------ MATERIAL FOR THE TASK ------

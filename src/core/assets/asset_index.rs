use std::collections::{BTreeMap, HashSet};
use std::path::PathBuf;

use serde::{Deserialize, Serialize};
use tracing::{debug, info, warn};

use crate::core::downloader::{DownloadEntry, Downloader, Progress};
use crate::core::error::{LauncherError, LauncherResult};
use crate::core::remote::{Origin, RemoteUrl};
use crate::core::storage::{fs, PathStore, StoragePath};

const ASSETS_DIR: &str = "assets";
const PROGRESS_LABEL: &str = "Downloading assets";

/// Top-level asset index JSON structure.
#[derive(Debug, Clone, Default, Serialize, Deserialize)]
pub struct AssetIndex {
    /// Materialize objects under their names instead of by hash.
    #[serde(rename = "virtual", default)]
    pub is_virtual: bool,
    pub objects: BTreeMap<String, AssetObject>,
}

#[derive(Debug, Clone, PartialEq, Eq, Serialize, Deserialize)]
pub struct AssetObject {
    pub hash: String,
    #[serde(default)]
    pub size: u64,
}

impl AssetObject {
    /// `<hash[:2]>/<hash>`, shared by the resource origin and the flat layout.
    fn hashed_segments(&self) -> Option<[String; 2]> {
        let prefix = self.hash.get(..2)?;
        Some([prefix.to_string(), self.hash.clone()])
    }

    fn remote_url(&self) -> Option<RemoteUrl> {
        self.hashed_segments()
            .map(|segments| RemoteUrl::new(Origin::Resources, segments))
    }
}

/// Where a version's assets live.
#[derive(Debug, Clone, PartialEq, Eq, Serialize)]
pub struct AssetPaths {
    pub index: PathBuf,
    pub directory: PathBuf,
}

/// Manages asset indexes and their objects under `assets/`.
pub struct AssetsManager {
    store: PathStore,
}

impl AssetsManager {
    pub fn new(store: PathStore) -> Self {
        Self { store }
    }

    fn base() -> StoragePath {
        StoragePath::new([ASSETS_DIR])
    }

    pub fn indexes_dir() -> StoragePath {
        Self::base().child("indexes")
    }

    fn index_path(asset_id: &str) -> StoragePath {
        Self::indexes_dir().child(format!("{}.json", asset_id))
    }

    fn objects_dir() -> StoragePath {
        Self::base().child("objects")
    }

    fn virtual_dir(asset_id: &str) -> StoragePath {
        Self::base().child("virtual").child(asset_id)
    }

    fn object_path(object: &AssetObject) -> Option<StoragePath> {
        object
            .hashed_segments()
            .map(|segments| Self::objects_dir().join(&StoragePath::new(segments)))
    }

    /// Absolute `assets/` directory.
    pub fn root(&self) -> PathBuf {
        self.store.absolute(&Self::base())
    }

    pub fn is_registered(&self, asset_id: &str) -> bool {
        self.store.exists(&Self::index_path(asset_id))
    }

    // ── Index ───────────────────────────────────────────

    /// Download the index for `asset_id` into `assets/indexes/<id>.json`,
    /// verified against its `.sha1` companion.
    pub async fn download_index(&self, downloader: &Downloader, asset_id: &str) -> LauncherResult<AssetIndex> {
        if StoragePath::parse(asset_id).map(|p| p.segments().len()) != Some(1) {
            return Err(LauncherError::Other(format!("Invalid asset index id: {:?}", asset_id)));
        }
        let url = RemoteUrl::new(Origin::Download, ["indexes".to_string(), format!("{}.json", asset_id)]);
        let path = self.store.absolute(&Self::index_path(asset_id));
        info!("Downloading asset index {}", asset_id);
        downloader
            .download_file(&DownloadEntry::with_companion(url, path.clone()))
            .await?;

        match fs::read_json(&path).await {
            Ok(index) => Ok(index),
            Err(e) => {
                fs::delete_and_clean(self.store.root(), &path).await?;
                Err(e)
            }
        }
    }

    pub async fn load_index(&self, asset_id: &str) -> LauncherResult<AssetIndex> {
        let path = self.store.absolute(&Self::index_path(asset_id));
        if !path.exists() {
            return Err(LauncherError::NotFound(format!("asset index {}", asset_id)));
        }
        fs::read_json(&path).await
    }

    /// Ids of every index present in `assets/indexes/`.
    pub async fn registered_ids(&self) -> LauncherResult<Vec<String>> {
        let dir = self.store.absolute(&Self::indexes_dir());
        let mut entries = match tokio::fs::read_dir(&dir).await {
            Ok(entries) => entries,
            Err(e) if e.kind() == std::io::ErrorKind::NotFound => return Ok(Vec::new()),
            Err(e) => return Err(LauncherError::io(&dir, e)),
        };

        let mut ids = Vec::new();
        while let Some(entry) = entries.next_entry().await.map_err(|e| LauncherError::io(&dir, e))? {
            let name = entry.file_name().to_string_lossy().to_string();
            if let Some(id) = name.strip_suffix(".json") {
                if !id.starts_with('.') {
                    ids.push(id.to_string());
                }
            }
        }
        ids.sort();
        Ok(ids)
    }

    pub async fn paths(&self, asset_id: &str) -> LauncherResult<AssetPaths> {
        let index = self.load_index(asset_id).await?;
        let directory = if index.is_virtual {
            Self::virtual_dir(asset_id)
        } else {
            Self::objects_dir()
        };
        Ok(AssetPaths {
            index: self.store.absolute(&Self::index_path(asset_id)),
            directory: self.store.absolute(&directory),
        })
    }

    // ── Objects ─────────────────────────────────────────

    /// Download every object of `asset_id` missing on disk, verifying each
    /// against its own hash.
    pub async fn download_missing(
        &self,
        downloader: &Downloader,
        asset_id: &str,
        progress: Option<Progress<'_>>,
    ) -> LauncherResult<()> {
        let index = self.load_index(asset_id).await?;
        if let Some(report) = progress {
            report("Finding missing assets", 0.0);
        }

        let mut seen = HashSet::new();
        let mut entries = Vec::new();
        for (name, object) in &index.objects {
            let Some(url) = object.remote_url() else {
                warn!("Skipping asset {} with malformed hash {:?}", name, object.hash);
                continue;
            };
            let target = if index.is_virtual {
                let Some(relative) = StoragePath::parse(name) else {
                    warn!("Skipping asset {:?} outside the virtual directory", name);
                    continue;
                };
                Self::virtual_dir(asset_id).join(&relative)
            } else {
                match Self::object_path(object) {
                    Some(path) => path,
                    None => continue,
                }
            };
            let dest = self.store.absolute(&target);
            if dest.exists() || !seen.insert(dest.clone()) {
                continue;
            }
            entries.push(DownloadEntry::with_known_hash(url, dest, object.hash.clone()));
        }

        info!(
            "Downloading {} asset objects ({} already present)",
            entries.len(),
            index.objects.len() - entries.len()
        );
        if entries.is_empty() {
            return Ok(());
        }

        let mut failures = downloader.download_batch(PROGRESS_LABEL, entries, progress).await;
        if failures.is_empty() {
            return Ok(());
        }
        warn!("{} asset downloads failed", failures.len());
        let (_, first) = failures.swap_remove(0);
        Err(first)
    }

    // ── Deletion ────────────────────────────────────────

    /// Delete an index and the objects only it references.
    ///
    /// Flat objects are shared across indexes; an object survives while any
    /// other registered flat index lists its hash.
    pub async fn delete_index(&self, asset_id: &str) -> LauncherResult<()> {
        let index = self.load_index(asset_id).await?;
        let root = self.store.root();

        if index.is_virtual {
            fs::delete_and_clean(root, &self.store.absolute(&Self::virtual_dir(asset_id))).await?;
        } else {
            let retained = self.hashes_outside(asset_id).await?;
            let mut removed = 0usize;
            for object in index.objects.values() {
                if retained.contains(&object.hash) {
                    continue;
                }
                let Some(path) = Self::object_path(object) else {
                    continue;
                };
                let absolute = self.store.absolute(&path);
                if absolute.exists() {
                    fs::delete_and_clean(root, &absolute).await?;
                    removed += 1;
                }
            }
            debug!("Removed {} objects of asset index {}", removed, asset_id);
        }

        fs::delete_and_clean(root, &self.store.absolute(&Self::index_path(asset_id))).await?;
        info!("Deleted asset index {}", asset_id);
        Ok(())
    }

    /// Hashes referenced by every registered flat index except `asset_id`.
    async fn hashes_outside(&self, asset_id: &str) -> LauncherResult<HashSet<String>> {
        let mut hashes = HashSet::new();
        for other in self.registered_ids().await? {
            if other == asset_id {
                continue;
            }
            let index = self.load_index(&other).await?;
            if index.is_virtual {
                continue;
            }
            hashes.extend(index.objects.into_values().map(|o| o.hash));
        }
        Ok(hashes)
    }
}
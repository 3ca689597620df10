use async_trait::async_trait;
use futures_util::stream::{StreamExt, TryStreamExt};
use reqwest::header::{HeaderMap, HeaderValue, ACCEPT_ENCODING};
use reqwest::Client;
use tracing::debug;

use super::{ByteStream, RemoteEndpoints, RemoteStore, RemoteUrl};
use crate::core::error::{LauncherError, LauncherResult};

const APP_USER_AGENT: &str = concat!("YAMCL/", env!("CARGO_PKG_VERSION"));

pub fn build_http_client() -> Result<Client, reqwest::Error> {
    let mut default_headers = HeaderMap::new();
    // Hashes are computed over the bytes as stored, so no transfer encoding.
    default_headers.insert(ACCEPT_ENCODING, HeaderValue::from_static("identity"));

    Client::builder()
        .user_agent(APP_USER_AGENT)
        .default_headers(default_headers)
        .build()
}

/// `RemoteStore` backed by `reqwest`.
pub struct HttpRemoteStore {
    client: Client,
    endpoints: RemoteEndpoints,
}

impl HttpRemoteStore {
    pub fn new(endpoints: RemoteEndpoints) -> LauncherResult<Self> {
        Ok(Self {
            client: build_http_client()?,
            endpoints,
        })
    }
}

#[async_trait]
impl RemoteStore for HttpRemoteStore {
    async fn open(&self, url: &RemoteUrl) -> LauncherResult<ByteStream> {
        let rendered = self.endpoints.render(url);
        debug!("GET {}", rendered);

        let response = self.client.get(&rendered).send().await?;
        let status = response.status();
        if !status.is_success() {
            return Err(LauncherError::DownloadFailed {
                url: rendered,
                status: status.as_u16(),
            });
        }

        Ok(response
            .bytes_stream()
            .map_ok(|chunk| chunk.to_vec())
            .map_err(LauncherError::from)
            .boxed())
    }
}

------

:: EXERCISE DESCRIPTION ::
One stretch of the lines above is wanted, from the line that contains "Download the index" through the line that contains "if StoragePath::parse(asset_id).map(|p| p.segments().len())". Output it exactly.

:: RESULT FOR THIS TASK ::
    /// Download the index for `asset_id` into `assets/indexes/<id>.json`,
    /// verified against its `.sha1` companion.
    pub async fn download_index(&self, downloader: &Downloader, asset_id: &str) -> LauncherResult<AssetIndex> {
        if StoragePath::parse(asset_id).map(|p| p.segments().len()) != Some(1) {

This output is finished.